Alcohol in breath, blood and urine
Since breath, blood and urine are the most important specimens that are analyzed for their alcohol content, we will concentrate on these samples and how they are used to measure alcohol at times of interest (for example the time of an assault or a car accident).
Alcohol and driving impairment
The most important behavioural effect of alcohol from the point of view of the forensic toxicologist is the effect of alcohol on the ability to drive a car. By far, this is the area of forensic toxicology that we are called upon the most to give expert witness testimony on so we will spend some time discussing how alcohol impairs driving ability.
Effects of alcohol on memory and aggression
These effects of alcohol are also important, and will come into play in cases other than impaired driving cases, such as homicides and sexual assault cases.
What is alcohol?
There are several different types of alcohol, all of which you are likely familiar with from their various household and industrial uses. The alcohol which we commonly associate with drinking is ethanol, or ethyl alcohol.
Other alcohols which are encountered in forensic toxicology are:
Methanol – also known sometimes as wood alcohol, methanol is a commonly used solvent and reagent in the chemical industry and is a component of windshield washer antifreeze.
Isopropanol – what we commonly know as “rubbing alcohol”, isopropanol is a commonly used antiseptic. For example if you have had blood drawn at your physician’s office or at the hospital, it is likely that they swabbed the skin with isopropanol before insertion of the needle. Isopropanol is less toxic than methanol but actually has a greater central nervous system depression than ethanol does.
Ethylene Glycol – the active component of antifreeze. It is very toxic and will be covered in the upcoming lecture on “other poisons”.
Although there are several different types of alcohol that are encountered in forensic toxicology, I’m going to focus this lecture on ethanol. I will use ethanol and alcohol interchangeably – unless I specifically state otherwise you can assume that when I say alcohol, I am talking about ethanol.
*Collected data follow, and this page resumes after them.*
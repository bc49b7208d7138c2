//! TLS Lade- und Generierungs-Logik für Peer-Verbindungen.
//!
//! - Server: Zertifikat und Key werden aus PEM-Dateien gelesen. Fehlt eines
//!   von beiden, wird ein Self-Signed Paar erzeugt und gespeichert.
//! - Client: vertraut den System-Wurzelzertifikaten plus konfigurierten
//!   PEM-Dateien. `accept_invalid_certs` schaltet die Prüfung ganz ab
//!   (nur für Entwicklung).
//!
//! Beide Seiten nutzen den `ring` Crypto-Provider explizit, es wird kein
//! prozessweiter Default installiert.

use std::fs;
use std::io::Write;
use std::path::{Path, PathBuf};
use std::sync::Arc;

use rcgen::{CertificateParams, DnType, KeyPair};
use rustls::client::danger::{HandshakeSignatureValid, ServerCertVerified, ServerCertVerifier};
use rustls::crypto::{CryptoProvider, WebPkiSupportedAlgorithms};
use rustls::pki_types::{CertificateDer, PrivateKeyDer, ServerName, UnixTime};
use rustls::{ClientConfig, DigitallySignedStruct, RootCertStore, ServerConfig, SignatureScheme};
use thiserror::Error;
use tracing::{info, warn};

#[derive(Debug, Error)]
pub enum TlsError {
    #[error("tls io '{path}': {source}")]
    Io {
        path: PathBuf,
        #[source]
        source: std::io::Error,
    },
    #[error("parse '{path}': {reason}")]
    Pem { path: PathBuf, reason: String },
    #[error("generate certificate: {0}")]
    Generate(#[from] rcgen::Error),
    #[error("tls config: {0}")]
    Config(#[from] rustls::Error),
}

fn provider() -> Arc<CryptoProvider> {
    Arc::new(rustls::crypto::ring::default_provider())
}

fn read(path: &Path) -> Result<Vec<u8>, TlsError> {
    fs::read(path).map_err(|source| TlsError::Io {
        path: path.to_path_buf(),
        source,
    })
}

/// `private` files (the key) are owner-only before any content is written.
fn write(path: &Path, contents: &str, private: bool) -> Result<(), TlsError> {
    let io = |source| TlsError::Io {
        path: path.to_path_buf(),
        source,
    };
    if let Some(parent) = path.parent() {
        fs::create_dir_all(parent).map_err(io)?;
    }
    let mut options = fs::OpenOptions::new();
    options.write(true).create(true).truncate(true);
    #[cfg(unix)]
    if private {
        use std::os::unix::fs::OpenOptionsExt;
        options.mode(0o600);
    }
    let mut file = options.open(path).map_err(io)?;
    #[cfg(unix)]
    if private {
        // `mode` only applies to new files.
        use std::os::unix::fs::PermissionsExt;
        file.set_permissions(fs::Permissions::from_mode(0o600))
            .map_err(io)?;
    }
    #[cfg(not(unix))]
    let _ = private;
    file.write_all(contents.as_bytes()).map_err(io)
}

/// Self-signed certificate for `host` (plus `localhost`). Returns (cert, key) PEM.
pub fn generate_self_signed(host: &str) -> Result<(String, String), TlsError> {
    let mut names = vec!["localhost".to_string()];
    if host != "localhost" && !host.is_empty() {
        names.push(host.to_string());
    }
    let key_pair = KeyPair::generate()?;
    let mut params = CertificateParams::new(names)?;
    params
        .distinguished_name
        .push(DnType::CommonName, format!("peer {host}"));
    let cert = params.self_signed(&key_pair)?;
    Ok((cert.pem(), key_pair.serialize_pem()))
}

/// Reads the certificate pair or, when either file is missing, generates and
/// stores a self-signed one.
pub fn load_or_generate(
    cert_path: &Path,
    key_path: &Path,
    host: &str,
) -> Result<(Vec<CertificateDer<'static>>, PrivateKeyDer<'static>), TlsError> {
    let (cert_pem, key_pem) = if cert_path.exists() && key_path.exists() {
        (read(cert_path)?, read(key_path)?)
    } else {
        warn!(
            target: "peer::net::tls",
            "TLS Dateien fehlen, generiere Self-Signed: cert='{}' key='{}'",
            cert_path.display(),
            key_path.display()
        );
        let (cert, key) = generate_self_signed(host)?;
        write(cert_path, &cert, false)?;
        write(key_path, &key, true)?;
        (cert.into_bytes(), key.into_bytes())
    };

    let certs = parse_certs(&cert_pem, cert_path)?;
    let key = parse_private_key(&key_pem).map_err(|reason| TlsError::Pem {
        path: key_path.to_path_buf(),
        reason,
    })?;
    Ok((certs, key))
}

fn parse_certs(pem: &[u8], path: &Path) -> Result<Vec<CertificateDer<'static>>, TlsError> {
    let mut rdr = pem;
    let certs = rustls_pemfile::certs(&mut rdr)
        .collect::<Result<Vec<_>, _>>()
        .map_err(|e| TlsError::Pem {
            path: path.to_path_buf(),
            reason: e.to_string(),
        })?;
    if certs.is_empty() {
        return Err(TlsError::Pem {
            path: path.to_path_buf(),
            reason: "certificate chain empty".into(),
        });
    }
    Ok(certs)
}

/// Parst einen Key (PKCS8, PKCS1 oder SEC1).
fn parse_private_key(key_pem: &[u8]) -> Result<PrivateKeyDer<'static>, String> {
    let mut rdr = key_pem;
    match rustls_pemfile::private_key(&mut rdr) {
        Ok(Some(key)) => Ok(key),
        Ok(None) => Err("no supported private key found (expected pkcs8, pkcs1 or sec1)".into()),
        Err(e) => Err(format!("read key: {e}")),
    }
}

pub fn server_config(
    certs: Vec<CertificateDer<'static>>,
    key: PrivateKeyDer<'static>,
) -> Result<Arc<ServerConfig>, TlsError> {
    let config = ServerConfig::builder_with_provider(provider())
        .with_safe_default_protocol_versions()?
        .with_no_client_auth()
        .with_single_cert(certs, key)?;
    Ok(Arc::new(config))
}

/// Client config for dialing peers. `trusted` are extra PEM files whose
/// certificates are added to the system roots.
pub fn client_config(
    accept_invalid_certs: bool,
    trusted: &[PathBuf],
) -> Result<Arc<ClientConfig>, TlsError> {
    let provider = provider();
    let builder = ClientConfig::builder_with_provider(Arc::clone(&provider))
        .with_safe_default_protocol_versions()?;

    if accept_invalid_certs {
        warn!(
            target: "peer::net::tls",
            "server certificate validation is disabled (accept_invalid_certs)"
        );
        let verifier = AcceptAnyServerCert {
            algorithms: provider.signature_verification_algorithms,
        };
        let config = builder
            .dangerous()
            .with_custom_certificate_verifier(Arc::new(verifier))
            .with_no_client_auth();
        return Ok(Arc::new(config));
    }

    let mut roots = RootCertStore::empty();
    let native = rustls_native_certs::load_native_certs();
    for e in &native.errors {
        warn!(target: "peer::net::tls", "native root certificates: {e}");
    }
    let (added, ignored) = roots.add_parsable_certificates(native.certs);
    for path in trusted {
        for cert in parse_certs(&read(path)?, path)? {
            roots.add(cert)?;
        }
    }
    info!(
        target: "peer::net::tls",
        "client roots: {added} native ({ignored} ignored), {} trusted files",
        trusted.len()
    );

    let config = builder
        .with_root_certificates(roots)
        .with_no_client_auth();
    Ok(Arc::new(config))
}

/// Skips chain and name validation but still checks handshake signatures.
#[derive(Debug)]
struct AcceptAnyServerCert {
    algorithms: WebPkiSupportedAlgorithms,
}

impl ServerCertVerifier for AcceptAnyServerCert {
    fn verify_server_cert(
        &self,
        _end_entity: &CertificateDer<'_>,
        _intermediates: &[CertificateDer<'_>],
        _server_name: &ServerName<'_>,
        _ocsp_response: &[u8],
        _now: UnixTime,
    ) -> Result<ServerCertVerified, rustls::Error> {
        Ok(ServerCertVerified::assertion())
    }

    fn verify_tls12_signature(
        &self,
        message: &[u8],
        cert: &CertificateDer<'_>,
        dss: &DigitallySignedStruct,
    ) -> Result<HandshakeSignatureValid, rustls::Error> {
        rustls::crypto::verify_tls12_signature(message, cert, dss, &self.algorithms)
    }

    fn verify_tls13_signature(
        &self,
        message: &[u8],
        cert: &CertificateDer<'_>,
        dss: &DigitallySignedStruct,
    ) -> Result<HandshakeSignatureValid, rustls::Error> {
        rustls::crypto::verify_tls13_signature(message, cert, dss, &self.algorithms)
    }

    fn supported_verify_schemes(&self) -> Vec<SignatureScheme> {
        self.algorithms.supported_schemes()
    }
}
Ethanol may be administered through a variety of routes:
Topical – dermal absorption of ethanol can occur, however it is a very inefficient means of administering alcohol particularly in adults. Young children, who have less keratin in their skin, are much more susceptible to the receipt of alcohol by this means.
Inhalation – inhalation is similarly an ineffective means of administering alcohol. Several experiments have been done to examine this route of administration as it is a commonly used defense in impaired driving trials – that being that an individual “inadvertantly inhaled alcohol through their work or the environment in which they were prior to driving”. However, it has been shown that only small amounts of alcohol can be absorbed by this route and generally the conditions of inhalational exposure must be extreme for it to occur.
Intravenous injection – is the most effective means of delivering alcohol to the blood (as with any drug – i.v. injection is ideal in that the drug is delivered directly into the blood, avoiding the necessity of an absorptive phase). Intravenous injection of ethanol does occur in some cases – typically cases of “junkies” who require a needle fix more than anything – however it is rare as there is extreme pain associated with the i.v. injection of alcohol.
Given the rarity of i.v. injection of alcohol and the inefficiency of administration of alcohol through topical or inhalational routes, it is no surprise that the most common route of administration of alcohol in humans is via oral ingestion.
Once ingested, alcohol in the stomach will proceed via the pyloric sphincter into the small intestine. Absorption occurs from the mucosal surfaces of the stomach and small intestine by simple diffusion (movement from a region of high concentration to a region of low concentration). Although a significant amount of ethanol is absorbed in the stomach, the small intestine is the major site of ethanol absorption – this is because the surface area available for contact with the blood is far greater in the small intestine than in the other parts of the GI tract.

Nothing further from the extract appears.